Tips and Best Practices

  • Define images at module level — Modal caches image layers; rebuilding only when pip_install or commands change avoids unnecessary image builds.
  • Use @app.cls with container_idle_timeout for inference services — keeps containers warm to eliminate cold start latency for real-time APIs.

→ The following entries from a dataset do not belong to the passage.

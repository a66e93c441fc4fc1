//! Processing options selected by the user or configuration

/// Where translation and reply requests are sent first
#[derive(Debug, Clone, Copy, PartialEq, Eq, clap::ValueEnum)]
pub enum BackendMode {
    /// Call the HTTP backend, falling back to in-process engines on failure
    Remote,
    /// Use the in-process engines only
    Local,
}

/// Preferred translation implementation
#[derive(Debug, Clone, Copy, PartialEq, Eq, clap::ValueEnum)]
pub enum TranslationBackend {
    Auto,
    #[value(name = "openai")]
    OpenAI,
    Local,
}

/// How suggested replies are produced
#[derive(Debug, Clone, Copy, PartialEq, Eq, clap::ValueEnum)]
pub enum ResponseMode {
    /// Model-generated when available, canned otherwise
    Ai,
    /// Always use the canned template
    Canned,
}

impl BackendMode {
    pub fn from_str(s: &str) -> Option<Self> {
        match s.trim().to_lowercase().as_str() {
            "remote" => Some(BackendMode::Remote),
            "local" => Some(BackendMode::Local),
            _ => None,
        }
    }
}

impl TranslationBackend {
    pub fn from_str(s: &str) -> Option<Self> {
        match s.trim().to_lowercase().as_str() {
            "auto" => Some(TranslationBackend::Auto),
            "openai" | "open-ai" => Some(TranslationBackend::OpenAI),
            "local" => Some(TranslationBackend::Local),
            _ => None,
        }
    }
}

impl ResponseMode {
    pub fn from_str(s: &str) -> Option<Self> {
        match s.trim().to_lowercase().as_str() {
            "ai" | "ai-generated" => Some(ResponseMode::Ai),
            "canned" | "template" => Some(ResponseMode::Canned),
            _ => None,
        }
    }
}

/// Per-query settings for the query processor
#[derive(Debug, Clone)]
pub struct ProcessOptions {
    pub backend: BackendMode,
    pub translation_backend: TranslationBackend,
    pub response_mode: ResponseMode,
    /// Sampling temperature for generated replies
    pub temperature: f32,
    pub generate_reply: bool,
    pub target_language: String,
}

#[cfg(test)]
mod tests {
    use super::*;

    #[test]
    fn test_parse_modes() {
        assert_eq!(BackendMode::from_str("Remote"), Some(BackendMode::Remote));
        assert_eq!(
            TranslationBackend::from_str("open-ai"),
            Some(TranslationBackend::OpenAI)
        );
        assert_eq!(ResponseMode::from_str("template"), Some(ResponseMode::Canned));
        assert_eq!(BackendMode::from_str("cloud"), None);
    }
}
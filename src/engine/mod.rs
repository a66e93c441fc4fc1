//! Translation and reply wrappers around a chat-completion provider
//!
//! Both wrappers forward text to the configured [`Provider`] and fall back to
//! a local placeholder (identity translation, canned reply) when no provider
//! is configured or the call fails.
//!
//! [`Provider`]: crate::core::provider::Provider

pub mod language;
pub mod prompts;
pub mod response;
pub mod translation;

pub use response::ResponseGenerator;
pub use translation::TranslationEngine;

use crate::core::provider::ProviderError;
use thiserror::Error;

/// Errors raised by the model-backed wrapper calls
#[derive(Debug, Error)]
pub enum EngineError {
    #[error("OpenAI key not configured")]
    NotConfigured,

    #[error(transparent)]
    Provider(#[from] ProviderError),

    #[error("Model returned an empty completion")]
    EmptyCompletion,
}
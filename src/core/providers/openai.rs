//! OpenAI provider implementation

use crate::core::provider::{Provider, ProviderError};
use crate::models::openai::{OpenAIChatCompletionRequest, OpenAIChatCompletionResponse};
use anyhow::{Context, Result};
use async_trait::async_trait;
use reqwest::Client;
use std::time::Duration;
use tracing::debug;

/// OpenAI provider (supports OpenAI and Azure OpenAI)
pub struct OpenAIProvider {
    client: Client,
    api_key: String,
    base_url: String,
    api_version: Option<String>,
}

impl OpenAIProvider {
    /// Create a new OpenAI provider
    ///
    /// # Arguments
    ///
    /// * `api_key` - OpenAI API key
    /// * `base_url` - OpenAI API base URL or Azure endpoint
    /// * `timeout` - Request timeout in seconds
    /// * `api_version` - Optional Azure API version (enables Azure mode)
    pub fn new(
        api_key: String,
        base_url: String,
        timeout: u64,
        api_version: Option<String>,
    ) -> Result<Self> {
        let client = Client::builder()
            .timeout(Duration::from_secs(timeout))
            .build()
            .context("Failed to create HTTP client")?;

        Ok(Self {
            client,
            api_key,
            base_url: base_url.trim_end_matches('/').to_string(),
            api_version,
        })
    }

    /// Chat completions URL for the given model
    fn completions_url(&self, model: &str) -> String {
        match &self.api_version {
            Some(version) => format!(
                "{}/openai/deployments/{}/chat/completions?api-version={}",
                self.base_url, model, version
            ),
            None => format!("{}/chat/completions", self.base_url),
        }
    }

    /// Turn an upstream error body into an actionable message
    fn classify_error(error_detail: &str) -> String {
        let error_lower = error_detail.to_lowercase();

        if error_lower.contains("unsupported_country_region_territory")
            || error_lower.contains("country, region, or territory not supported")
        {
            return "OpenAI API is not available in your region. Consider using Azure OpenAI instead.".to_string();
        }

        if error_lower.contains("invalid_api_key") || error_lower.contains("unauthorized") {
            return "Invalid API key. Please check your OPENAI_API_KEY configuration.".to_string();
        }

        if error_lower.contains("rate_limit") || error_lower.contains("quota") {
            return "Rate limit exceeded. Please wait and try again, or upgrade your API plan."
                .to_string();
        }

        if error_lower.contains("model")
            && (error_lower.contains("not found") || error_lower.contains("does not exist"))
        {
            return "Model not found. Please check translation_model and response_model in your configuration."
                .to_string();
        }

        if error_lower.contains("billing") || error_lower.contains("payment") {
            return "Billing issue. Please check your OpenAI account billing status.".to_string();
        }

        error_detail.to_string()
    }
}

#[async_trait]
impl Provider for OpenAIProvider {
    async fn create_chat_completion(
        &self,
        request: &OpenAIChatCompletionRequest,
    ) -> Result<OpenAIChatCompletionResponse, ProviderError> {
        let url = self.completions_url(&request.model);

        debug!(
            "Sending chat completion: model={}, messages={}, max_tokens={:?}",
            request.model,
            request.messages.len(),
            request.max_tokens
        );

        let mut req_builder = self.client.post(&url);
        req_builder = match self.api_version {
            Some(_) => req_builder.header("api-key", &self.api_key),
            None => req_builder.bearer_auth(&self.api_key),
        };

        let response = req_builder
            .json(request)
            .send()
            .await
            .map_err(|e| ProviderError::Unexpected(e.to_string()))?;

        let status = response.status();

        if !status.is_success() {
            let error_text = response
                .text()
                .await
                .unwrap_or_else(|_| "Unknown error".to_string());
            return Err(ProviderError::from_status(
                status.as_u16(),
                Self::classify_error(&error_text),
            ));
        }

        response
            .json::<OpenAIChatCompletionResponse>()
            .await
            .map_err(|e| ProviderError::Unexpected(format!("Failed to parse response: {}", e)))
    }

    fn provider_name(&self) -> &str {
        if self.api_version.is_some() {
            "Azure OpenAI"
        } else {
            "OpenAI"
        }
    }
}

  • volume.commit() must be called explicitly after writes — Modal volumes are not automatically synced; forgetting this loses data.
  • GPU selection matters for costT4 is cheapest for inference, A10G is a good training balance, A100-80GB for large models; use gpu="any" for flexibility.
  • timeout defaults to 300s — always set a longer timeout for training jobs; the max is 86400s (24 hours).
  • Secrets never appear in logs or images — they are injected as environment variables at runtime; never bake secrets into the image with env().
  • modal shell app.py::image opens an interactive container with your image — invaluable for debugging dependency issues.
  • return_exceptions=True in .map() prevents one failed item from killing the entire batch — handle errors item by item.
  • Use modal serve for web endpoint development — it hot-reloads on file changes so you can iterate without redeploying.
  • Volumes are regional — ensure your volume and functions are in the same region to avoid cross-region transfer costs and latency.
  • allow_concurrent_inputs on @app.cls enables a single container to handle multiple requests — critical for GPU cost efficiency on inference workloads.
  • Prefer @app.local_entrypoint() over if __name__ == "__main__" for Modal apps — it integrates with the Modal CLI and runs inside the Modal context automatically.